Pamela Z
Interview by Alicia Austin, June 18th 2001
On
June 18, 2001, I met with Pamela Z to discuss her work, her background,
and her recent theatre production, Gaijin.
Pamela has fostered a music community centered around processing and digital
delay techniques in San Francisco.
We
spoke over lunch at her favorite neighborhood restaurant, Ti
Couz. Radiating the success of her most recent production, Pamela shares
her creative philosophy with all the confidence of a woman who has recently
come into her own as an artist.
Your new theatre production, Gaijin, explores the experience of
being a foreigner. How did you come up with the idea for this show?
I think I was
definitely influenced by my six-month residency in Japan. The idea of doing a
piece about being alien was from the experience of being one. I don’t think I
have any particular message to get across other than the fact that there are
all these different possibilities to the idea of being alien. One thing that I
really wanted to be sure of was that people didn’t think the point was to
emphasize how hard it is- or how awful. But rather that it’s just interesting.
It’s just curious. Sometimes you’re mistreated but other times you’re actually
treated special. Sometimes you’re given more privilege because of being alien.
You get a better point of view since you get to look at something from the
outside. All the different angles from which you may be seen as an outsider-
it’s just really curious. It’s really different.
As an audience
member, I agree it was curious- to say the least. Switching from your usual
role as solo performer into a full-scale theatre production must have been
challenging. Did you discover any hidden strengths?
I feel like one of my strengths as an artist is combining a bunch of
little segments to make one big segment. I’ve always worked with these
little nuggets. All of my solo performances have been these five-minute skits.

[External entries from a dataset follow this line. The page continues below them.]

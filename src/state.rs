use std::sync::Arc;

use serde::{Deserialize, Serialize};

use crate::chart::{ChartSpec, build_proportion_chart, build_scatter_chart};
use crate::color::ColorMap;
use crate::data::filter::{payload_outcome_points, site_success_breakdown};
use crate::data::model::{Dataset, FilterSelection, PayloadRange, SiteSelection};

// ---------------------------------------------------------------------------
// Figures & inputs
// ---------------------------------------------------------------------------

/// Both dashboard outputs for one selection.
#[derive(Debug, Clone, PartialEq, Serialize)]
pub struct DashboardFigures {
    pub proportion: ChartSpec,
    pub scatter: ChartSpec,
}

/// A change to exactly one control.
#[derive(Debug, Clone, PartialEq, Serialize, Deserialize)]
#[serde(rename_all = "snake_case")]
pub enum FilterChange {
    Site(SiteSelection),
    PayloadRange(PayloadRange),
}

#[derive(Debug, Clone, Copy, PartialEq, Eq)]
pub enum Phase {
    Idle,
    Recomputing,
}

/// Render both charts for a selection. Pure.
pub fn render(dataset: &Dataset, selection: &FilterSelection, colors: &ColorMap) -> DashboardFigures {
    let slices = site_success_breakdown(dataset, &selection.site);
    let points = payload_outcome_points(dataset, &selection.site, &selection.payload_range);
    DashboardFigures {
        proportion: build_proportion_chart(&slices, &selection.site),
        scatter: build_scatter_chart(&points, colors),
    }
}

// ---------------------------------------------------------------------------
// Dashboard – input controls bound to output charts
// ---------------------------------------------------------------------------

/// Binds the two controls to the two charts.
///
/// Every [`FilterChange`] swaps the selection in one step and recomputes both
/// charts before returning, so callers only ever observe `Idle`. Figures for
/// the starting selection are only rendered when first asked for.
pub struct Dashboard {
    dataset: Arc<Dataset>,
    colors: Arc<ColorMap>,
    selection: FilterSelection,
    figures: Option<DashboardFigures>,
    phase: Phase,
}

impl Dashboard {
    pub fn with_selection(
        dataset: Arc<Dataset>,
        colors: Arc<ColorMap>,
        selection: FilterSelection,
    ) -> Self {
        Self {
            dataset,
            colors,
            selection,
            figures: None,
            phase: Phase::Idle,
        }
    }

    pub fn selection(&self) -> &FilterSelection {
        &self.selection
    }

    /// Figures for the current selection.
    pub fn figures(&mut self) -> &DashboardFigures {
        let Self { dataset, colors, selection, figures, .. } = self;
        figures.get_or_insert_with(|| render(dataset, selection, colors))
    }

    #[cfg(test)]
    pub fn phase(&self) -> Phase {
        self.phase
    }

    /// Apply one control change and recompute both charts.
    pub fn apply(&mut self, change: FilterChange) -> &DashboardFigures {
        debug_assert_eq!(self.phase, Phase::Idle, "re-entrant filter change");
        self.phase = Phase::Recomputing;
        log::debug!("recomputing charts after {change:?}");

        let mut next = self.selection.clone();
        match change {
            FilterChange::Site(site) => next.site = site,
            FilterChange::PayloadRange(range) => next.payload_range = range,
        }
        let figures = render(&self.dataset, &next, &self.colors);
        self.selection = next;

        self.phase = Phase::Idle;
        self.figures.insert(figures)
    }
}
use serde::Serialize;

use crate::data::model::{ALL_SITES, Dataset, FilterSelection};

pub const HEADING: &str = "SpaceX Launch Records Dashboard";
pub const SITE_PLACEHOLDER: &str = "Select a Launch Site here";

pub const SLIDER_MIN: f64 = 0.0;
pub const SLIDER_MAX: f64 = 10000.0;
pub const SLIDER_STEP: f64 = 1000.0;
pub const SLIDER_MARKS: [f64; 5] = [0.0, 2500.0, 5000.0, 7500.0, 10000.0];

#[derive(Debug, Clone, PartialEq, Serialize)]
pub struct DropdownOption {
    pub label: String,
    pub value: String,
}

#[derive(Debug, Clone, PartialEq, Serialize)]
pub struct SiteDropdown {
    pub options: Vec<DropdownOption>,
    pub placeholder: &'static str,
    pub searchable: bool,
}

#[derive(Debug, Clone, PartialEq, Serialize)]
pub struct RangeSlider {
    pub min: f64,
    pub max: f64,
    pub step: f64,
    pub marks: Vec<f64>,
}

/// Everything the page needs to draw its controls.
#[derive(Debug, Clone, PartialEq, Serialize)]
pub struct Layout {
    pub heading: &'static str,
    pub site_dropdown: SiteDropdown,
    pub payload_slider: RangeSlider,
    pub initial: FilterSelection,
}

impl Layout {
    /// Dropdown lists "All Sites" then every site in the data.
    pub fn for_dataset(dataset: &Dataset) -> Self {
        let options = std::iter::once(DropdownOption {
            label: "All Sites".to_string(),
            value: ALL_SITES.to_string(),
        })
        .chain(dataset.sites.iter().map(|site| DropdownOption {
            label: site.clone(),
            value: site.clone(),
        }))
        .collect();

        Layout {
            heading: HEADING,
            site_dropdown: SiteDropdown {
                options,
                placeholder: SITE_PLACEHOLDER,
                searchable: true,
            },
            payload_slider: RangeSlider {
                min: SLIDER_MIN,
                max: SLIDER_MAX,
                step: SLIDER_STEP,
                marks: SLIDER_MARKS.to_vec(),
            },
            initial: FilterSelection::initial(dataset),
        }
    }
}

When I do a concert, it’s just a bunch of these little things. I started
wanting to do big theatre pieces and large-scale performance works. It was
an overwhelming thing for me to create something that’s forty minutes
long when I usually create things that are so short. The idea came to me that
my style, the thing I’ve always liked, is juxtaposing ironic things
with each other. I like variety. I’m one of these people who always
order the variety plate when I go to a restaurant. I can’t make up my
mind because I like samples of everything. I’m the same way with music.
I felt somehow that to make big pieces I had to make bigger chunks. But its
not so. You can take little chunks and learn how to glue them together in
a seamless way. That’s the art form for me.
How does musical
variety appeal to you?
To
me, any particular music segment by itself is interesting, but what’s most
interesting is the string of them together.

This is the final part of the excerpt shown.